[The permissive action of glucocorticoid on the analgesic effect of kyotorphin and its analogue].

Kyotorphin (KTP) is an endogenous analgesic dipeptide which does not act on opiate receptors but may induce the release of endogenous opioid met-enkephalin. In order to investigate whether or not glucocorticoids have "permissive action" on KTP, hydrocortisone has been used to examine its action on the analgesic activities of KTP and its retro-isomer (riKTP) by employing thermal irradiation-tail flick method after intracerebroventricular injection. KTP and riKTP showed dose-dependent analgesic activity. Dose of KTP in the range of 6-24 mmol/L were effective, while the dose of riKTP at 6 mmol/L was shown to be ineffective. The analgesia of KTP was higher than that of riKTP. Hydrocortisone alone showed no significant analgesic effect.
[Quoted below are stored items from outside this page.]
impl<'a, T> SymShiftInvert<'a, T>
where
    T: FloatT,
{
    pub fn new(
        A: impl Into<SymMatrix<'a, T>>,
        B: impl Into<SymMatrix<'a, T>>,
        method: ShiftFactorizationMethod,
    ) -> Result<Self, OperatorError> {
        let (A, B) = (A.into(), B.into());
        A.check()?;
        B.check()?;
        if A.dim() != B.dim() {
            return Err(OperatorError::IncompatibleDimension {
                expected: A.dim(),
                found: B.dim(),
            });
        }

        let both_sparse = A.is_sparse() && B.is_sparse();
        let fallback = method == ShiftFactorizationMethod::Auto;
        let method = match method {
            ShiftFactorizationMethod::Auto if both_sparse => ShiftFactorizationMethod::SparseLDL,
            ShiftFactorizationMethod::Auto => ShiftFactorizationMethod::DenseLU,
            ShiftFactorizationMethod::SparseLDL if !both_sparse => {
                return Err(OperatorError::SparseInputRequired)
            }
            m => m,
        };

        Ok(Self {
            A,
            B,
            method,
            fallback,
            sigma: None,
            factors: None,
        })
    }

    /// the factorization method in use, with `Auto` resolved
    pub fn method(&self) -> ShiftFactorizationMethod {
        self.method
    }

    /// The factorization of `A - σB` currently held, if any.
    ///
    /// Differs from [`method`](Self::method) when `Auto` had to fall back
    /// from sparse LDL to dense LU at the current shift.
    pub fn factorization(&self) -> Option<ShiftFactorizationMethod> {
        self.factors.as_ref().map(|f| match f {
            ShiftFactors::DenseLU(_) => ShiftFactorizationMethod::DenseLU,
            ShiftFactors::SparseLDL(_) => ShiftFactorizationMethod::SparseLDL,
        })
    }

    /// the current shift, if one has been set
    pub fn shift(&self) -> Option<T> {
        self.sigma
    }

    /// Number of eigenvalues of the pencil `(A, B)` smaller than the shift.
    ///
    /// Follows from the inertia of `A - σB` when `B` is positive
    /// definite.  Only available while the sparse LDL factorization is in
    /// use, so not after a fallback to dense LU.
    pub fn num_eigenvalues_below_shift(&self) -> Option<usize> {
        self.factors
            .as_ref()
            .and_then(|f| f.inertia())
            .map(|(_pos, neg)| neg)
    }

    fn factor(&self, sigma: T) -> Result<ShiftFactors<T>, OperatorError> {
        match (self.method, self.A, self.B) {
            (ShiftFactorizationMethod::SparseLDL, SymMatrix::Sparse(A), SymMatrix::Sparse(B)) => {
                let C = A.sub_scaled(sigma, B)?;
                match factor_sparse(&C) {
                    Ok(mut ldl) => {
                        if self.fallback && !is_backward_stable(&C, &mut ldl) {
                            return self.factor_dense(sigma);
                        }
                        Ok(ShiftFactors::SparseLDL(ldl))
                    }
                    Err(OperatorError::PivotBreakdown { .. }) if self.fallback => {
                        self.factor_dense(sigma)
                    }
                    Err(e) => Err(e),
                }
            }
            (ShiftFactorizationMethod::SparseLDL, _, _) => Err(OperatorError::SparseInputRequired),
            _ => self.factor_dense(sigma),
        }
    }

    fn factor_dense(&self, sigma: T) -> Result<ShiftFactors<T>, OperatorError> {
        let mut C = self.A.to_dense()?;
        let Bd = self.B.to_dense()?;
        C.data_mut().axpby(-sigma, Bd.data(), T::one());
        let lu = DenseLU::factor(&C).map_err(|e| match e {
            DenseFactorizationError::Singular(column) => OperatorError::SingularShift { column },
            e => OperatorError::Factorization(e.to_string()),
        })?;
        Ok(ShiftFactors::DenseLU(lu))
    }
}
Linkers by connecting hydrocortisone with KTP or riKTP showed significantly higher analgesic effect compared with the corresponding dipeptides, not only in the duration of analgesia but also in potency. Solutions containing hydrocortisone and any one of the dipeptides exhibited the same effect as the linker. Pretreatment with sc naloxone (10 mg/kg) 15 min before icv of KTP or riKTP (24 mmol/L) could not block the analgesia. These findings implicate that: (1) Glucocorticoids have a permissive action on the analgesia of KTP and its retro-isomer. The glucocorticoids may exert its effects by acting on receptors in the membrane, and thus cause fast membrane effect. (2) KTP may also induce release of substances other than met-enkephalin to participate in the analgesia.